You know me, I like to start with a little history–brief, I promise!
Parmigiano Reggiano, as the name suggests, is a cow’s milk cheese first produced in the Duchy of Parma, an area that lies between the small Italian villages of Parma and Reggio Emilia. As the name doesn’t suggest, this cheese originated in farming monastic communities over 900 years ago. That’s just a little fun fact about the humble roots of this cheese, now monitored since 1928 by the Consorzio del Formaggio Parmigiano-Reggiano, which sets and enforces the standards for the PDO (protected designations of origin) as well as sponsors’ marketing activities.
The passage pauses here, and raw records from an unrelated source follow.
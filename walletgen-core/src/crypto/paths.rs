// walletgen-core/src/crypto/paths.rs
//
// Derivation Paths Module - HD Wallet Path Generator
// BIP-44 (Purpose), SLIP-44 (Coin Types), SLIP-0010 (Hardened Derivation)

// =============================================================================
// SLIP-44 COIN TYPES
// =============================================================================
/// SLIP-44 Registered Coin Types
/// Ref: https://github.com/satoshilabs/slips/blob/master/slip-0044.md
pub mod coin_type {
    pub const ETHEREUM: u32 = 60; // EVM chains dùng chung coin_type 60
    pub const SOLANA: u32 = 501;
}

// =============================================================================
// DERIVATION PATHS
// =============================================================================
/// Path builder cho wallet generator
///
/// # Conventions
/// Mọi wallet đều dùng layout `m/44'/coin'/0'/index'` — purpose 44,
/// account cố định 0, address index tăng dần theo từng wallet.
/// Tất cả levels đều hardened (SLIP-0010 yêu cầu với ed25519).
pub struct DerivationPaths;

impl DerivationPaths {
    pub const SOLANA_0: &'static str = "m/44'/501'/0'/0'";
    pub const ETHEREUM_0: &'static str = "m/44'/60'/0'/0'";

    /// Path cho wallet thứ `account_index` của một chain
    ///
    /// # Verify
    /// - Solana:   `wallet(501, 2)` -> m/44'/501'/0'/2'
    /// - Ethereum: `wallet(60, 0)`  -> m/44'/60'/0'/0'
    #[inline]
    pub fn wallet(coin_type: u32, account_index: u32) -> String {
        format!("m/44'/{}'/0'/{}'", coin_type, account_index)
    }
}

// =============================================================================
// TESTS
// =============================================================================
Traditionally, the cheese was made with raw milk from three ancient breeds: Bruna Alpinas (brown cow); Vacche Rosse (red cow) and Bianco Modenese (white cow). The brown cow offers a harmoniously balanced milk with high nutritional benefits. The red cow, often acknowledged as the “mother breed of Parmigiano Reggiano,” lends a sweetness to the cheese. The white cow has a great fat content to protein index ratio (and fruitful flavor!).
So, depending on the qualities a cheesemaker is looking for, they can choose accordingly.
Ok, not exactly mind-blowing information or, for some, even new information. But what’s special about Parmigiano Reggiano made with the milk of these ancient breeds today is that it’s very unusual to do so.
Post second-wave Industrial Revolution in the early 1900s, the ancient breeds were replaced by Holstein Friesian cows imported from Northern Europe, a breed which offers, if not a notably high quality milk, a high yield.
With this influx of a higher-producing breed, the population of the ancient breeds was driven down, the Bianco Modenese and Vacche Rosse shrinking to the point of near extinction.
The craft of making traditional Parmigiano Reggiano was becoming, quite literally, a dying art.
But–and this is the good news–there has been a resurgence of traditional methods and use of ancient breeds for making Parmigiano Reggiano. There are several dairies in the designated regions of Italy making Parmigiano Reggiano exclusively with the milk of these ancient breeds.
Rogers Collection is the premier importer in the United States bringing in Parmigiano Reggiano from all three ancient breeds. We offer Valserena Brown cow; Grana d’Oro Red cow; and Rosola White cow. All three are made with raw milk and aged 24 months–double the required standard by the Consorzio for Parmigiano Reggiano. We offer whole wheels and various cuts from all three of these producers.
Let’s start with Valserena. It is the oldest Parmigiano Reggiano dairy in Parma and one of only four members of the Consorzio di Sola Bruna. Valserena is a 5th generation producer and one of the last farmstead producers of PDO cheese, meaning they grow the feed, raise the animals, and make the cheese all on their farm. Valserena isn’t wildly different from cheese made with Red cow milk, but it is a bit sweeter with flavors of candied nuts and a very delicate complexity and aroma of sweet cream. Valserena makes 10-12 wheels per day.
Next, Grana d’Oro Parmigiano Reggiano, made with the milk from Red cows (Vacche Rosse), as it was originally by the Benedictine monks. Located in the province of Reggio Emilio towards Parma–in the heart of the Parmigiano Reggiano cheese production area–the Catellani family has bred and cared for the rare Razza Bovina Reggiana cows for three generations. This breed is special in that it is autochthonous, or indigenous, to Northern Italy. The characteristics, you ask? This cheese possesses tropical fruit flavors and a deep nuttiness. Grana d’Oro produces 4-5 wheels a day.
Lastly, but certainly not least, we offer a white cow Parmigiano Reggiano made by Caseficio Rosola di Zocca, a seven member cooperative of small farms that use a five-year rotation of meadow pastures to maintain a biodiversity of feed that gives strong mountain meadow essence to the milk. With the milk from all the farms, Rosola is still only able to produce two White cow wheels each day. The taste is rich and dense but full of subtlety with a well-balanced velvety butter feel and aromas of the Appennine meadows.
After a near-loss of these ancient breeds, their return and use in making Parmigiano Reggiano cheesemaking is all the sweeter, and maybe a little nuttier and fruitier, too.
With a rich history and traditional crafting methods, it is no wonder Parmigiano Reggiano is hailed the “the King of Cheese.”
And speaking of rich history and tradition, International Raw Milk Cheese Appreciation Day is fast approaching on October 17, 2020! This is a day sponsored by Oldways Cheese Coalition, a nonprofit which supports cultural food traditions. Rogers Collection is proud to collaborate with Oldways and to offer many raw milk cheeses in addition to our ancient breed Parmigiano Reggiano cheeses.